* [Your instructions]
Check each line of the listing below for the string "RegexBuilder", then give only the number of lines where it occurs.

* [Extracted entries]

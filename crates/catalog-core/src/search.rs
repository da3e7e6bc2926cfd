//! Product search query building.
//!
//! [`SearchQuery`] is the raw listing request (`search`, `category`,
//! `subcategory`, `page`, `limit`). [`SearchQuery::build`] turns it into a
//! [`ProductFilter`] predicate plus a [`Page`] window without touching the
//! store. The store translates the predicate into SQL; [`ProductMatcher`]
//! evaluates the same predicate in memory.
//!
//! Text search splits the term on whitespace. Every keyword must occur in the
//! product name as a whole token, bounded on each side by the string edge,
//! whitespace, `/`, or `-`, compared case-insensitively. A term equal to a
//! product's SKU matches that product regardless of its name.

use regex::{Regex, RegexBuilder};
use serde::{Deserialize, Serialize};

use crate::catalog::Product;
use crate::CoreError;

pub const DEFAULT_PAGE_LIMIT: i64 = 25;
pub const MAX_PAGE_LIMIT: i64 = 200;

const BOUNDARY_OPEN: &str = r"(^|\s|[/-])";
const BOUNDARY_CLOSE: &str = r"($|\s|[/-])";

/// Query-string parameters of a product listing request.
#[derive(Debug, Clone, Default, Deserialize)]
pub struct SearchQuery {
    pub search: Option<String>,
    pub category: Option<String>,
    pub subcategory: Option<String>,
    pub page: Option<i64>,
    pub limit: Option<i64>,
}

impl SearchQuery {
    /// Build the predicate and page window for this request.
    #[must_use]
    pub fn build(&self) -> (ProductFilter, Page) {
        let filter = ProductFilter::new(
            self.search.as_deref(),
            self.category.as_deref(),
            self.subcategory.as_deref(),
        );
        (filter, Page::new(self.page, self.limit))
    }
}

/// A 1-based page window.
#[derive(Debug, Clone, Copy, PartialEq, Eq)]
pub struct Page {
    pub number: i64,
    pub limit: i64,
}

impl Default for Page {
    fn default() -> Self {
        Self {
            number: 1,
            limit: DEFAULT_PAGE_LIMIT,
        }
    }
}

impl Page {
    /// Missing or sub-1 page numbers become 1; the limit defaults to
    /// [`DEFAULT_PAGE_LIMIT`] and is clamped to `1..=MAX_PAGE_LIMIT`.
    #[must_use]
    pub fn new(number: Option<i64>, limit: Option<i64>) -> Self {
        Self {
            number: number.unwrap_or(1).max(1),
            limit: limit.unwrap_or(DEFAULT_PAGE_LIMIT).clamp(1, MAX_PAGE_LIMIT),
        }
    }

    #[must_use]
    pub fn offset(&self) -> i64 {
        (self.number - 1).saturating_mul(self.limit)
    }

    /// `ceil(total / limit)`; zero when there are no matches.
    #[must_use]
    pub fn total_pages(&self, total: i64) -> i64 {
        if total <= 0 {
            0
        } else {
            (total + self.limit - 1) / self.limit
        }
    }
}

/// The text part of a search: name keywords OR exact SKU.
#[derive(Debug, Clone, PartialEq, Eq)]
pub struct TextClause {
    /// Trimmed search term, compared verbatim against `sku`.
    pub term: String,
    /// One boundary-aware pattern per keyword; all must match `name`.
    pub name_patterns: Vec<String>,
}

impl TextClause {
    fn from_term(term: &str) -> Option<Self> {
        let term = term.trim();
        if term.is_empty() {
            return None;
        }
        let name_patterns = term.split_whitespace().map(keyword_pattern).collect();
        Some(Self {
            term: term.to_string(),
            name_patterns,
        })
    }
}

/// Boundary-aware pattern for one keyword, with regex metacharacters escaped.
///
/// The syntax is shared by the `regex` crate and PostgreSQL's `~*` operator.
#[must_use]
pub fn keyword_pattern(keyword: &str) -> String {
    format!("{BOUNDARY_OPEN}({}){BOUNDARY_CLOSE}", regex::escape(keyword))
}

/// Predicate over products: category and subcategory equality ANDed with an
/// optional text clause.
#[derive(Debug, Clone, Default, PartialEq, Eq)]
pub struct ProductFilter {
    pub category: Option<String>,
    pub subcategory: Option<String>,
    pub text: Option<TextClause>,
}

impl ProductFilter {
    /// Empty strings are treated as absent filters.
    #[must_use]
    pub fn new(search: Option<&str>, category: Option<&str>, subcategory: Option<&str>) -> Self {
        let non_empty = |v: Option<&str>| v.filter(|s| !s.is_empty()).map(ToOwned::to_owned);
        Self {
            category: non_empty(category),
            subcategory: non_empty(subcategory),
            text: search.and_then(TextClause::from_term),
        }
    }

    /// Compile the predicate for in-memory evaluation.
    ///
    /// # Errors
    ///
    /// Returns [`CoreError::InvalidPattern`] if a keyword pattern fails to
    /// compile (only possible for pathologically large input).
    pub fn compile(&self) -> Result<ProductMatcher<'_>, CoreError> {
        let name_regexes = match &self.text {
            Some(text) => text
                .name_patterns
                .iter()
                .map(|p| RegexBuilder::new(p).case_insensitive(true).build())
                .collect::<Result<Vec<Regex>, _>>()?,
            None => Vec::new(),
        };
        Ok(ProductMatcher {
            filter: self,
            name_regexes,
        })
    }
}

/// A compiled [`ProductFilter`].
#[derive(Debug)]
pub struct ProductMatcher<'a> {
    filter: &'a ProductFilter,
    name_regexes: Vec<Regex>,
}

impl ProductMatcher<'_> {
    #[must_use]
    pub fn matches(&self, product: &Product) -> bool {
        self.matches_fields(
            &product.name,
            product.sku.as_deref(),
            product.category.as_deref(),
            product.subcategory.as_deref(),
        )
    }

    #[must_use]
    pub fn matches_fields(
        &self,
        name: &str,
        sku: Option<&str>,
        category: Option<&str>,
        subcategory: Option<&str>,
    ) -> bool {
        if let Some(ref wanted) = self.filter.category {
            if category != Some(wanted.as_str()) {
                return false;
            }
        }
        if let Some(ref wanted) = self.filter.subcategory {
            if subcategory != Some(wanted.as_str()) {
                return false;
            }
        }
        match &self.filter.text {
            None => true,
            Some(text) => {
                self.name_regexes.iter().all(|re| re.is_match(name))
                    || sku == Some(text.term.as_str())
            }
        }
    }
}

/// One page of listing results.
#[derive(Debug, Clone, Serialize)]
#[serde(rename_all = "camelCase")]
pub struct ProductPage {
    pub products: Vec<Product>,
    pub total: i64,
    pub pages: i64,
    pub current_page: i64,
}

impl ProductPage {
    #[must_use]
    pub fn new(products: Vec<Product>, total: i64, page: Page) -> Self {
        Self {
            products,
            total,
            pages: page.total_pages(total),
            current_page: page.number,
        }
    }
}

* [Your response]
2